// Read-through store for the latest location snapshot.
// The feed is pulled on its own (slower) cadence; every controller tick reads
// whatever was stored last.

use std::{sync::Arc, time::Duration};

use chrono::{DateTime, Utc};
use parking_lot::RwLock;
use tokio::task::JoinHandle;
use tracing::{debug, info, warn};

use crate::{api::ResourceApi, config::CacheConfig, error::RadarError, locations::LocationSnapshot};

#[derive(Debug, Default, Clone, PartialEq)]
pub struct CacheStats {
    pub places_count: usize,
    pub hit_count: usize,
    pub miss_count: usize,
    pub stale_count: usize,
    pub refresh_count: usize,
    pub failed_refresh_count: usize,
}

struct CacheEntry {
    snapshot: Arc<LocationSnapshot>,
    refreshed_at: DateTime<Utc>,
}

#[derive(Default)]
pub struct SnapshotCache {
    config: CacheConfig,
    entry: RwLock<Option<CacheEntry>>,
    cache_stats: RwLock<CacheStats>,
}

impl SnapshotCache {
    pub fn new(config: CacheConfig) -> Self {
        Self {
            config,
            ..Default::default()
        }
    }

    /// A cache pre-loaded with a fixed snapshot.
    pub fn with_snapshot(config: CacheConfig, snapshot: LocationSnapshot) -> Self {
        let cache = Self::new(config);
        cache.store_at(snapshot, Utc::now());
        cache
    }

    pub fn store(&self, snapshot: LocationSnapshot) {
        self.store_at(snapshot, Utc::now());
    }

    pub fn store_at(&self, snapshot: LocationSnapshot, refreshed_at: DateTime<Utc>) {
        {
            let mut stats = self.cache_stats.write();
            stats.places_count = snapshot.places.len();
            stats.refresh_count += 1;
        }
        *self.entry.write() = Some(CacheEntry {
            snapshot: Arc::new(snapshot),
            refreshed_at,
        });
    }

    pub fn get(&self) -> Result<Arc<LocationSnapshot>, RadarError> {
        self.get_at(Utc::now())
    }

    /// Latest snapshot, or `Data` if nothing was stored yet or the stored one
    /// is older than `max_age_seconds` at `now`.
    pub fn get_at(&self, now: DateTime<Utc>) -> Result<Arc<LocationSnapshot>, RadarError> {
        let entry = self.entry.read();
        let Some(entry) = entry.as_ref() else {
            self.cache_stats.write().miss_count += 1;
            return Err(RadarError::Data("no location snapshot loaded yet".to_string()));
        };

        let age = now.signed_duration_since(entry.refreshed_at);
        if age.num_seconds() > self.config.max_age_seconds as i64 {
            self.cache_stats.write().stale_count += 1;
            return Err(RadarError::Data(format!(
                "location snapshot is stale ({}s old)",
                age.num_seconds()
            )));
        }

        self.cache_stats.write().hit_count += 1;
        Ok(entry.snapshot.clone())
    }

    pub fn refreshed_at(&self) -> Option<DateTime<Utc>> {
        self.entry.read().as_ref().map(|e| e.refreshed_at)
    }

    pub fn stats(&self) -> CacheStats {
        self.cache_stats.read().clone()
    }

    /// Pulls the full feed once. On failure the previous snapshot is kept.
    pub async fn refresh(&self, api: &dyn ResourceApi) -> Result<(), RadarError> {
        match api.list_locations(None).await {
            Ok(snapshot) => {
                debug!(places = snapshot.places.len(), "location snapshot refreshed");
                self.store(snapshot);
                Ok(())
            }
            Err(e) => {
                self.cache_stats.write().failed_refresh_count += 1;
                warn!(error = %e, "location snapshot refresh failed");
                Err(e)
            }
        }
    }

    pub fn spawn_refresher(self: Arc<Self>, api: Arc<dyn ResourceApi>) -> JoinHandle<()> {
        let interval = Duration::from_secs(self.config.refresh_interval_seconds);
        info!(?interval, "starting location snapshot refresher");

        tokio::spawn(async move {
            loop {
                let _ = self.refresh(api.as_ref()).await;
                tokio::time::sleep(interval).await;
            }
        })
    }
}
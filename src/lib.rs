// Bike radar: keeps the nearest bookable rental bike reserved around a point.

pub mod api;
pub mod bookings;
pub mod config;
pub mod controller;
pub mod error;
pub mod geo;
pub mod locations;
pub mod markers;
pub mod scheduler;
pub mod session;
pub mod snapshot_cache;

// Re-export key types for convenience
pub use api::{BookingInfo, NextbikeClient, ResourceApi};
pub use bookings::{render_status, BookingState, Reconciler};
pub use config::{CacheConfig, ClientConfig, RadarConfig, Settings};
pub use controller::{AutoBookingController, TickOutcome};
pub use error::{ConfigError, RadarError};
pub use geo::{distance, Coordinate};
pub use locations::{select, Candidate, City, LocationSnapshot, Place};
pub use markers::MapMarkers;
pub use scheduler::{RadarScheduler, TickReport};
pub use session::{RadarState, Session, Update};
pub use snapshot_cache::{CacheStats, SnapshotCache};
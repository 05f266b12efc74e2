// Auto-booking control loop.
//
// Each tick reconciles the current booking, ranks nearby places and, when a
// strictly closer bookable place shows up, swaps the booking over to it.
// Remote failures stop at the tick boundary: the caller gets a status line and
// an unchanged session, and the next tick starts from scratch. Failures that a
// retry cannot fix (rejected token, missing centre) switch the radar off.

use std::sync::Arc;

use chrono::{DateTime, Utc};
use tracing::{debug, error, info, warn};

use crate::{
    api::ResourceApi,
    bookings::{render_status, BookingState, Reconciler},
    config::RadarConfig,
    error::RadarError,
    geo::distance,
    locations::{select, Candidate},
    markers::MapMarkers,
    session::{RadarState, Session, Update},
    snapshot_cache::SnapshotCache,
};

pub const WAITING_STATUS: &str = "Status: Please wait. Retrieving current status.";
pub const DISABLED_STATUS: &str = "Status: Auto booking disabled.";

#[derive(Debug, Clone, PartialEq)]
pub struct TickOutcome {
    pub session: Update<Session>,
    pub status: String,
    pub markers: Update<MapMarkers>,
}

impl TickOutcome {
    fn unchanged(status: String) -> Self {
        Self {
            session: Update::Unchanged,
            status,
            markers: Update::Unchanged,
        }
    }
}

pub struct AutoBookingController {
    api: Arc<dyn ResourceApi>,
    snapshots: Arc<SnapshotCache>,
    reconciler: Reconciler,
    config: RadarConfig,
}

impl AutoBookingController {
    pub fn new(
        api: Arc<dyn ResourceApi>,
        snapshots: Arc<SnapshotCache>,
        config: RadarConfig,
    ) -> Self {
        Self {
            reconciler: Reconciler::new(api.clone()),
            api,
            snapshots,
            config,
        }
    }

    pub fn config(&self) -> &RadarConfig {
        &self.config
    }

    /// Starts a session for the named city using the cached snapshot.
    pub fn select_city(&self, name: &str) -> Result<Session, RadarError> {
        let snapshot = self.snapshots.get()?;
        let city = snapshot
            .city_by_name(name)
            .ok_or_else(|| RadarError::Validation(format!("Unknown city {name}")))?;
        let timezone = snapshot.timezone_for_city(city.uid);

        info!(city_id = city.uid, city = %city.name, ?timezone, "city selected");
        Ok(Session::for_city(city, timezone, &self.config))
    }

    pub async fn login(
        &self,
        session: &Session,
        identity: &str,
        secret: &str,
    ) -> Result<Session, RadarError> {
        if identity.trim().is_empty() || secret.trim().is_empty() {
            return Err(RadarError::Validation(
                "Please enter your Nextbike phone and PIN.".to_string(),
            ));
        }

        let token = self.api.authenticate(identity, secret).await?;
        let mut next = session.clone();
        next.token = Some(token);
        Ok(next)
    }

    pub fn enable(&self, session: &Session, now: DateTime<Utc>) -> Result<Session, RadarError> {
        if session.center().is_none() {
            return Err(RadarError::Validation(
                "You need to set a location first".to_string(),
            ));
        }
        if session.token.is_none() {
            return Err(RadarError::Validation("You need to log in first".to_string()));
        }

        let mut next = session.clone();
        next.enabled = true;
        next.exceeded = false;
        next.session_start_ts = Some(now.timestamp());
        next.last_status = Some(WAITING_STATUS.to_string());

        info!(city_id = next.city_id, radius = next.radius, "auto booking enabled");
        Ok(next)
    }

    // Stops automatic rebooking only. An active booking stays with the user.
    pub fn disable(&self, session: &Session) -> Session {
        let mut next = session.clone();
        next.enabled = false;
        next.exceeded = false;
        next.last_status = Some(DISABLED_STATUS.to_string());

        info!(booked = next.booked, "auto booking disabled");
        next
    }

    pub fn toggle(&self, session: &Session, now: DateTime<Utc>) -> Result<Session, RadarError> {
        if session.enabled {
            Ok(self.disable(session))
        } else {
            self.enable(session, now)
        }
    }

    pub async fn tick(&self, session: &Session) -> TickOutcome {
        self.tick_at(session, Utc::now()).await
    }

    pub async fn tick_at(&self, session: &Session, now: DateTime<Utc>) -> TickOutcome {
        match session.state() {
            RadarState::Idle => {
                let status = session.last_status.clone();
                return TickOutcome::unchanged(status.unwrap_or_else(|| DISABLED_STATUS.to_string()));
            }
            RadarState::Exceeded => {
                let status = session.last_status.clone();
                return TickOutcome::unchanged(status.unwrap_or_else(|| self.max_duration_status()));
            }
            RadarState::Searching | RadarState::Booked => {}
        }

        if self.duration_exceeded(session, now) {
            let status = self.max_duration_status();
            info!(
                session_start_ts = ?session.session_start_ts,
                "max session duration reached, auto booking stopped"
            );

            let mut next = session.clone();
            next.exceeded = true;
            next.last_status = Some(status.clone());
            return TickOutcome {
                session: Update::Updated(next),
                status,
                markers: Update::Unchanged,
            };
        }

        match self.evaluate(session, now).await {
            Ok(outcome) => outcome,
            Err(e) if e.is_retryable() => {
                warn!(error = %e, "tick failed, retrying next tick");
                TickOutcome::unchanged(format!("Error booking bike: {e}"))
            }
            Err(e) => {
                warn!(error = %e, "tick failed, auto booking stopped");
                let status = format!("Error booking bike: {e}");

                // needs user action before another attempt
                let mut next = session.clone();
                next.enabled = false;
                if matches!(e, RadarError::Auth(_)) {
                    next.token = None;
                }
                next.last_status = Some(status.clone());
                TickOutcome {
                    session: Update::Updated(next),
                    status,
                    markers: Update::Unchanged,
                }
            }
        }
    }

    fn duration_exceeded(&self, session: &Session, now: DateTime<Utc>) -> bool {
        // enabled without a start time: never run unbounded
        let Some(start) = session.session_start_ts else {
            return true;
        };
        now.timestamp() - start >= self.config.max_session_duration.as_secs() as i64
    }

    fn max_duration_status(&self) -> String {
        format!(
            "Status: Auto booking stopped, reached max duration of {} minutes. \
             Disable and enable again to start a new session.",
            self.config.max_session_duration.as_secs() / 60
        )
    }

    async fn evaluate(&self, session: &Session, now: DateTime<Utc>) -> Result<TickOutcome, RadarError> {
        let center = session
            .center()
            .ok_or_else(|| RadarError::Validation("You need to set a location first".to_string()))?;
        let token = session
            .token
            .as_deref()
            .ok_or_else(|| RadarError::Auth("You need to log in first".to_string()))?;

        let mut current = self.reconciler.reconcile(session).await?;

        let snapshot = self.snapshots.get_at(now)?;
        let candidates = select(
            &snapshot.places,
            session.city_id,
            center,
            f64::from(session.radius),
            self.config.max_candidates,
        );
        if candidates.is_empty() {
            info!("no near bikes found");
        }

        let active = current.as_ref().filter(|b| b.is_active());
        if let Some(mut booked) = self.book_nearest(token, active, &candidates).await? {
            current = match self.reconciler.reconcile(session).await {
                Ok(confirmed) => confirmed,
                Err(e) => {
                    // the booking went through, only the confirmation failed
                    warn!(
                        error = %e,
                        booking_id = booked.id,
                        "using booking response as current booking"
                    );
                    booked.distance = Some(distance(center, booked.coordinate()));
                    Some(booked)
                }
            };
        }

        let active = current.as_ref().filter(|b| b.is_active());
        let status = render_status(
            active,
            session.timezone.as_deref(),
            &self.config.booking_time_format,
        );

        let mut next = session.clone();
        next.booked = active.is_some();
        next.booking_id = active.map(|b| b.id);
        next.last_status = Some(status.clone());

        let markers = if next.booking_id != session.booking_id {
            Update::Updated(MapMarkers::build(&snapshot, session.city_id, active))
        } else {
            Update::Unchanged
        };
        let session = if next == *session {
            Update::Unchanged
        } else {
            Update::Updated(next)
        };

        Ok(TickOutcome {
            session,
            status,
            markers,
        })
    }

    /// Books the first candidate, nearest first, that is strictly closer than
    /// the active booking and can actually be reserved. An active booking is
    /// cancelled first; if that fails nothing is booked this tick.
    async fn book_nearest(
        &self,
        token: &str,
        active: Option<&BookingState>,
        candidates: &[Candidate],
    ) -> Result<Option<BookingState>, RadarError> {
        for candidate in candidates {
            let place_id = candidate.place.uid;

            if let Some(active) = active {
                match active.distance {
                    Some(current) if candidate.distance < current => {}
                    current => {
                        debug!(
                            place_id,
                            distance = candidate.distance,
                            ?current,
                            "not closer than current booking"
                        );
                        continue;
                    }
                }
            }

            let info = self.api.booking_info(token, place_id).await?;
            if !info.is_bookable() {
                warn!(place_id, "bike can only be rented but not booked");
                continue;
            }

            if let Some(active) = active {
                info!(booking_id = active.id, "active booking found, cancelling it first");
                if !self.api.cancel_booking(token, active.id).await? {
                    error!(booking_id = active.id, "could not cancel current booking");
                    return Err(RadarError::BookingConflict {
                        booking_id: active.id,
                    });
                }
            }

            let booking = self.api.book(token, place_id).await?;
            info!(
                booking_id = booking.id,
                place_id,
                distance = candidate.distance,
                "bike booked"
            );
            return Ok(Some(booking));
        }

        debug!("no (new) bikes booked");
        Ok(None)
    }
}
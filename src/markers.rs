use serde::Serialize;

use crate::{bookings::BookingState, geo::Coordinate, locations::LocationSnapshot};

#[derive(Debug, Clone, PartialEq, Serialize)]
pub struct BookedMarker {
    pub position: Coordinate,
    pub title: String,
}

// What the map layer draws: every place with a bike in the session city, plus
// the booked one highlighted.
#[derive(Debug, Clone, Default, PartialEq, Serialize)]
pub struct MapMarkers {
    pub bikes: Vec<Coordinate>,
    pub booked: Option<BookedMarker>,
}

impl MapMarkers {
    pub fn build(snapshot: &LocationSnapshot, city_id: u64, booking: Option<&BookingState>) -> Self {
        let booked = booking.filter(|b| b.is_active()).map(|b| BookedMarker {
            position: b.coordinate(),
            title: format!("Booked bike: {}", b.place_name),
        });

        Self {
            bikes: snapshot.bikes_in_city(city_id).map(|p| p.coordinate()).collect(),
            booked,
        }
    }
}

> WORK INSTRUCTION:
List every line above that holds the word "interval".

> RESULT FOR THIS TASK:
        let interval = Duration::from_secs(self.config.refresh_interval_seconds);
        info!(?interval, "starting location snapshot refresher");
                tokio::time::sleep(interval).await;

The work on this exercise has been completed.